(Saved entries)
--------------------------------------------------

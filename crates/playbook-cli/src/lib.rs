//! Playbook generator front end
//!
//! Loads an assembler configuration and a scenario file, runs the scenario
//! against a credential source and renders the resulting playbook.

#![warn(unreachable_pub)]
#![allow(missing_docs)]

use std::fs;
use std::path::{Path, PathBuf};

use anyhow::{Context, Result};
use clap::{value_parser, Arg, ArgAction, Command};
use playbook_core::{
    to_document, Assembler, AssemblerConfig, CredentialSource, FieldKind, FieldRegistry,
    PlaybookError, Scenario, ScenarioRunner, REQUEST_FIELDS, SUBJECT_FIELDS,
};
use playbook_model::PlaybookDocument;

/// Exit status for input errors (bad keys, bad values, bad scenario files)
pub const EXIT_INPUT: i32 = 2;
/// Exit status for every other failure
pub const EXIT_FAILURE: i32 = 1;

/// Rendering of the assembled document
#[derive(Debug, Clone, Copy, PartialEq, Eq, Default)]
pub enum OutputFormat {
    #[default]
    Yaml,
    Json,
}

impl OutputFormat {
    /// Pick the format from the `--json` flag
    #[inline]
    #[must_use]
    pub fn from_json_flag(json: bool) -> Self {
        if json {
            Self::Json
        } else {
            Self::Yaml
        }
    }
}

/// Inputs of one `assemble` run
#[derive(Debug, Clone)]
pub struct AssembleOptions {
    pub scenario: PathBuf,
    pub config: Option<PathBuf>,
    pub format: OutputFormat,
}

/// Command line definition
#[must_use]
pub fn command() -> Command {
    Command::new("playbook-gen")
        .version(playbook_core::VERSION)
        .about("Assemble certificate-lifecycle playbooks from scenario files")
        .subcommand_required(true)
        .arg_required_else_help(true)
        .subcommand(
            Command::new("assemble")
                .about("Run a scenario and emit the playbook")
                .arg(
                    Arg::new("scenario")
                        .required(true)
                        .value_parser(value_parser!(PathBuf))
                        .help("Scenario file (YAML list of steps)"),
                )
                .arg(
                    Arg::new("output")
                        .long("output")
                        .short('o')
                        .value_parser(value_parser!(PathBuf))
                        .help("Write the playbook here instead of stdout"),
                )
                .arg(
                    Arg::new("config")
                        .long("config")
                        .short('c')
                        .value_parser(value_parser!(PathBuf))
                        .help("Assembler configuration file (YAML)"),
                )
                .arg(
                    Arg::new("json")
                        .long("json")
                        .action(ArgAction::SetTrue)
                        .help("Output as JSON"),
                ),
        )
        .subcommand(
            Command::new("vocabulary")
                .about("List the request and subject field vocabularies")
                .arg(
                    Arg::new("json")
                        .long("json")
                        .action(ArgAction::SetTrue)
                        .help("Output as JSON"),
                ),
        )
}

/// Read the assembler configuration, or defaults when no path is given
///
/// # Errors
/// Unreadable file or invalid YAML
pub fn load_config(path: Option<&Path>) -> Result<AssemblerConfig> {
    let Some(path) = path else {
        return Ok(AssemblerConfig::default());
    };
    let text = fs::read_to_string(path)
        .with_context(|| format!("failed to read config {}", path.display()))?;
    let config = serde_yaml::from_str(&text)
        .with_context(|| format!("invalid config {}", path.display()))?;
    tracing::debug!("Loaded config from {}", path.display());
    Ok(config)
}

/// Read and parse a scenario file
///
/// # Errors
/// Unreadable file or [`PlaybookError::InvalidScenario`]
pub fn load_scenario(path: &Path) -> Result<Scenario> {
    let text = fs::read_to_string(path)
        .with_context(|| format!("failed to read scenario {}", path.display()))?;
    let scenario = Scenario::from_yaml(&text)
        .with_context(|| format!("invalid scenario {}", path.display()))?;
    Ok(scenario)
}

/// Run the scenario and render the document
///
/// # Errors
/// Any load, assembly or rendering failure
pub fn assemble<S: CredentialSource>(options: &AssembleOptions, source: S) -> Result<String> {
    let config = load_config(options.config.as_deref())?;
    let scenario = load_scenario(&options.scenario)?;

    tracing::info!(
        "Running {} ({} steps)",
        options.scenario.display(),
        scenario.steps.len()
    );
    let runner = ScenarioRunner::new(Assembler::new(config), source);
    let context = runner
        .run(&scenario)
        .with_context(|| format!("scenario {} failed", options.scenario.display()))?;

    render(context.document(), options.format)
}

/// Render a document in the requested format
///
/// # Errors
/// [`PlaybookError::MissingConnection`] or an encoder failure
pub fn render(document: &PlaybookDocument, format: OutputFormat) -> Result<String> {
    let value = to_document(document)?;
    let text = match format {
        OutputFormat::Yaml => playbook_core::emit(&value)?,
        OutputFormat::Json => {
            let mut text = serde_json::to_string_pretty(&value)?;
            text.push('\n');
            text
        }
    };
    Ok(text)
}

/// Describe both field vocabularies
///
/// # Errors
/// JSON encoder failure
pub fn vocabulary(format: OutputFormat) -> Result<String> {
    match format {
        OutputFormat::Yaml => {
            let mut text = String::new();
            describe_registry(&mut text, &*REQUEST_FIELDS);
            describe_registry(&mut text, &*SUBJECT_FIELDS);
            Ok(text)
        }
        OutputFormat::Json => {
            let report = serde_json::json!({
                "request": registry_json(&*REQUEST_FIELDS),
                "subject": registry_json(&*SUBJECT_FIELDS),
            });
            Ok(format!("{}\n", serde_json::to_string_pretty(&report)?))
        }
    }
}

fn describe_registry<E>(out: &mut String, registry: &FieldRegistry<E>) {
    for key in registry.keys() {
        let kind = registry.kind_of(key).map_or_else(String::new, |k| k.to_string());
        let emitted = match registry.wire_name(key) {
            Some(wire) if wire == key => String::new(),
            Some(wire) => format!(" (emitted as {wire})"),
            None => " (not emitted)".to_string(),
        };
        out.push_str(&format!("{}.{}: {}{}\n", registry.entity(), key, kind, emitted));
    }
}

fn registry_json<E>(registry: &FieldRegistry<E>) -> serde_json::Value {
    let fields: serde_json::Map<String, serde_json::Value> = registry
        .keys()
        .filter_map(|key| {
            registry
                .kind_of(key)
                .map(|kind: FieldKind| (key.to_string(), serde_json::Value::from(kind.to_string())))
        })
        .collect();
    serde_json::Value::Object(fields)
}

/// Exit status for a failed run
#[must_use]
pub fn exit_code(err: &anyhow::Error) -> i32 {
    let input = err.chain().any(|cause| {
        cause.downcast_ref::<PlaybookError>().is_some_and(|e| {
            let root = e.root();
            root.is_input() || matches!(root, PlaybookError::InvalidScenario(_))
        })
    });
    if input {
        EXIT_INPUT
    } else {
        EXIT_FAILURE
    }
}

#[cfg(test)]
mod tests {
    use super::*;

    #[test]
    fn command_is_well_formed() {
        command().debug_assert();
    }

    #[test]
    fn parses_assemble_arguments() {
        let matches = command()
            .try_get_matches_from(["playbook-gen", "assemble", "s.yaml", "-o", "out.yaml", "--json"])
            .unwrap();
        let (name, args) = matches.subcommand().unwrap();
        assert_eq!(name, "assemble");
        assert_eq!(args.get_one::<PathBuf>("scenario"), Some(&PathBuf::from("s.yaml")));
        assert_eq!(args.get_one::<PathBuf>("output"), Some(&PathBuf::from("out.yaml")));
        assert!(args.get_flag("json"));
    }

    #[test]
    fn default_config_without_path() {
        assert_eq!(load_config(None).unwrap(), AssemblerConfig::default());
    }

    #[test]
    fn vocabulary_lists_both_entities() {
        let text = vocabulary(OutputFormat::Yaml).unwrap();
        assert!(text.contains("request.timeout: Integer\n"));
        assert!(text.contains("request.dnsNames: ArrayOfString (emitted as sanDNS)\n"));
        assert!(text.contains("request.keyPassword: String (not emitted)\n"));
        assert!(text.contains("subject.commonName: String\n"));
        assert!(!text.contains("request.subject"));
    }

    #[test]
    fn vocabulary_json() {
        let text = vocabulary(OutputFormat::Json).unwrap();
        let value: serde_json::Value = serde_json::from_str(&text).unwrap();
        assert_eq!(value["request"]["fetchPrivateKey"], "Boolean");
        assert_eq!(value["subject"]["orgUnits"], "ArrayOfString");
    }

    #[test]
    fn render_requires_connection() {
        let err = render(&PlaybookDocument::new(), OutputFormat::Yaml).unwrap_err();
        assert!(matches!(
            err.downcast_ref::<PlaybookError>(),
            Some(PlaybookError::MissingConnection)
        ));
        assert_eq!(exit_code(&err), EXIT_FAILURE);
    }
}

--------------------------------------------------

| What you need to do |
Each line in the entries above, starting at the line with "fn describe_registry<E>(out: &mut" and ending at the line with "let input = err.chain().any(|cause|", is to be printed exactly, and only those lines.

| Problem solution |
fn describe_registry<E>(out: &mut String, registry: &FieldRegistry<E>) {
    for key in registry.keys() {
        let kind = registry.kind_of(key).map_or_else(String::new, |k| k.to_string());
        let emitted = match registry.wire_name(key) {
            Some(wire) if wire == key => String::new(),
            Some(wire) => format!(" (emitted as {wire})"),
            None => " (not emitted)".to_string(),
        };
        out.push_str(&format!("{}.{}: {}{}\n", registry.entity(), key, kind, emitted));
    }
}

fn registry_json<E>(registry: &FieldRegistry<E>) -> serde_json::Value {
    let fields: serde_json::Map<String, serde_json::Value> = registry
        .keys()
        .filter_map(|key| {
            registry
                .kind_of(key)
                .map(|kind: FieldKind| (key.to_string(), serde_json::Value::from(kind.to_string())))
        })
        .collect();
    serde_json::Value::Object(fields)
}

/// Exit status for a failed run
#[must_use]
pub fn exit_code(err: &anyhow::Error) -> i32 {
    let input = err.chain().any(|cause| {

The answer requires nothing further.